Work to complete
Set down every record below exactly as written.

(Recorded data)

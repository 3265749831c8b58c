//! Turning a rasterizer's output into a .bff file.

use std::{io::Write, ops::Range, time::Instant};

use crate::{pack, ByteFontWriter, FontMetadata, GlyphBitmap, PixelGrid, Result, WriteOptions};

/// Source of monochrome glyph images, usually backed by a font file.
pub trait Rasterizer {
    /// Height of one text line in pixels. Every rendered glyph uses it as row count.
    fn line_height(&self) -> u32;

    /// Rendered width of `ch` in pixels.
    fn advance_width(&self, ch: char) -> u32;

    /// Renders `ch` into an `advance_width x line_height` grid.
    ///
    /// Returns `None` if the font has no glyph for `ch`.
    fn render(&self, ch: char) -> Option<PixelGrid>;
}

/// Renders `ch` and packs it. Code points without a glyph produce an empty bitmap.
pub fn rasterize_glyph(rasterizer: &impl Rasterizer, ch: char) -> GlyphBitmap {
    match rasterizer.render(ch) {
        Some(grid) => pack(&grid, rasterizer.line_height() as usize),
        None => GlyphBitmap::default(),
    }
}

#[derive(Debug, Clone, Copy, Default, PartialEq, Eq)]
pub struct GenerateStats {
    pub written: usize,
    pub skipped: usize,
}

/// Writes the metadata and every glyph of `range` that renders to at least one column.
pub fn generate(rasterizer: &impl Rasterizer, meta: &FontMetadata, range: Range<u32>, options: &WriteOptions, out: impl Write) -> Result<GenerateStats> {
    let start = Instant::now();
    let mut writer = ByteFontWriter::new(out, *options);
    let mut stats = GenerateStats::default();

    writer.write_meta(meta)?;
    for code in range {
        let Some(ch) = char::from_u32(code) else {
            stats.skipped += 1;
            continue;
        };
        let glyph = rasterize_glyph(rasterizer, ch);
        log::trace!("{:?} | {} : {{\n{glyph}\n}}", ch, code);
        if !writer.write_glyph(ch, &glyph)? {
            log::debug!("skipping {ch:?} ({code}), nothing rendered");
            stats.skipped += 1;
        }
    }
    stats.written = writer.glyphs_written();
    writer.into_inner()?;

    log::debug!(
        "wrote {} glyphs, skipped {} ({}ms)",
        stats.written,
        stats.skipped,
        start.elapsed().as_millis()
    );
    Ok(stats)
}

#[cfg(test)]
mod tests {
    use super::*;

    /// Draws a filled box for 'A'..='Z', nothing else.
    struct BoxRasterizer;

    impl Rasterizer for BoxRasterizer {
        fn line_height(&self) -> u32 {
            9
        }

        fn advance_width(&self, ch: char) -> u32 {
            if ch.is_ascii_uppercase() {
                3
            } else {
                0
            }
        }

        fn render(&self, ch: char) -> Option<PixelGrid> {
            if !ch.is_ascii_uppercase() {
                return None;
            }
            let mut grid = PixelGrid::new(self.advance_width(ch) as usize, self.line_height() as usize);
            for x in 0..grid.width() {
                for y in 0..grid.height() {
                    grid.set(x, y, true);
                }
            }
            Some(grid)
        }
    }

    #[test]
    fn test_rasterize_glyph() {
        let glyph = rasterize_glyph(&BoxRasterizer, 'B');
        assert_eq!(glyph.columns(), vec![vec![0xFF, 0x01]; 3]);
        assert!(rasterize_glyph(&BoxRasterizer, 'b').is_empty());
    }

    #[test]
    fn test_generate_skips_empty() {
        let mut out = Vec::new();
        let stats = generate(&BoxRasterizer, &FontMetadata::new("Box", 9, 1), 0x40..0x43, &WriteOptions::default(), &mut out).unwrap();
        assert_eq!(stats, GenerateStats { written: 2, skipped: 1 });
        let text = String::from_utf8(out).unwrap();
        assert!(!text.contains("BEGIN 64"));
        assert!(text.contains("BEGIN 65\n  ff;ff;ff\n  1;1;1\nEND\n"));
        assert!(text.contains("BEGIN 66\n"));
    }

    #[test]
    fn test_generate_skips_surrogates() {
        let mut out = Vec::new();
        let stats = generate(&BoxRasterizer, &FontMetadata::new("Box", 9, 1), 0xD800..0xD802, &WriteOptions::default(), &mut out).unwrap();
        assert_eq!(stats, GenerateStats { written: 0, skipped: 2 });
    }
}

Task output
repository 3265749831c8b58c
//! Turning a rasterizer's output into a .bff file.

use std::{io::Write, ops::Range, time::Instant};

use crate::{pack, ByteFontWriter, FontMetadata, GlyphBitmap, PixelGrid, Result, WriteOptions};

/// Source of monochrome glyph images, usually backed by a font file.
pub trait Rasterizer {
    /// Height of one text line in pixels. Every rendered glyph uses it as row count.
    fn line_height(&self) -> u32;

    /// Rendered width of `ch` in pixels.
    fn advance_width(&self, ch: char) -> u32;

    /// Renders `ch` into an `advance_width x line_height` grid.
    ///
    /// Returns `None` if the font has no glyph for `ch`.
    fn render(&self, ch: char) -> Option<PixelGrid>;
}

/// Renders `ch` and packs it. Code points without a glyph produce an empty bitmap.
pub fn rasterize_glyph(rasterizer: &impl Rasterizer, ch: char) -> GlyphBitmap {
    match rasterizer.render(ch) {
        Some(grid) => pack(&grid, rasterizer.line_height() as usize),
        None => GlyphBitmap::default(),
    }
}

#[derive(Debug, Clone, Copy, Default, PartialEq, Eq)]
pub struct GenerateStats {
    pub written: usize,
    pub skipped: usize,
}

/// Writes the metadata and every glyph of `range` that renders to at least one column.
pub fn generate(rasterizer: &impl Rasterizer, meta: &FontMetadata, range: Range<u32>, options: &WriteOptions, out: impl Write) -> Result<GenerateStats> {
    let start = Instant::now();
    let mut writer = ByteFontWriter::new(out, *options);
    let mut stats = GenerateStats::default();

    writer.write_meta(meta)?;
    for code in range {
        let Some(ch) = char::from_u32(code) else {
            stats.skipped += 1;
            continue;
        };
        let glyph = rasterize_glyph(rasterizer, ch);
        log::trace!("{:?} | {} : {{\n{glyph}\n}}", ch, code);
        if !writer.write_glyph(ch, &glyph)? {
            log::debug!("skipping {ch:?} ({code}), nothing rendered");
            stats.skipped += 1;
        }
    }
    stats.written = writer.glyphs_written();
    writer.into_inner()?;

    log::debug!(
        "wrote {} glyphs, skipped {} ({}ms)",
        stats.written,
        stats.skipped,
        start.elapsed().as_millis()
    );
    Ok(stats)
}

#[cfg(test)]
mod tests {
    use super::*;

    /// Draws a filled box for 'A'..='Z', nothing else.
    struct BoxRasterizer;

    impl Rasterizer for BoxRasterizer {
        fn line_height(&self) -> u32 {
            9
        }

        fn advance_width(&self, ch: char) -> u32 {
            if ch.is_ascii_uppercase() {
                3
            } else {
                0
            }
        }

        fn render(&self, ch: char) -> Option<PixelGrid> {
            if !ch.is_ascii_uppercase() {
                return None;
            }
            let mut grid = PixelGrid::new(self.advance_width(ch) as usize, self.line_height() as usize);
            for x in 0..grid.width() {
                for y in 0..grid.height() {
                    grid.set(x, y, true);
                }
            }
            Some(grid)
        }
    }

    #[test]
    fn test_rasterize_glyph() {
        let glyph = rasterize_glyph(&BoxRasterizer, 'B');
        assert_eq!(glyph.columns(), vec![vec![0xFF, 0x01]; 3]);
        assert!(rasterize_glyph(&BoxRasterizer, 'b').is_empty());
    }

    #[test]
    fn test_generate_skips_empty() {
        let mut out = Vec::new();
        let stats = generate(&BoxRasterizer, &FontMetadata::new("Box", 9, 1), 0x40..0x43, &WriteOptions::default(), &mut out).unwrap();
        assert_eq!(stats, GenerateStats { written: 2, skipped: 1 });
        let text = String::from_utf8(out).unwrap();
        assert!(!text.contains("BEGIN 64"));
        assert!(text.contains("BEGIN 65\n  ff;ff;ff\n  1;1;1\nEND\n"));
        assert!(text.contains("BEGIN 66\n"));
    }

    #[test]
    fn test_generate_skips_surrogates() {
        let mut out = Vec::new();
        let stats = generate(&BoxRasterizer, &FontMetadata::new("Box", 9, 1), 0xD800..0xD802, &WriteOptions::default(), &mut out).unwrap();
        assert_eq!(stats, GenerateStats { written: 0, skipped: 2 });
    }
}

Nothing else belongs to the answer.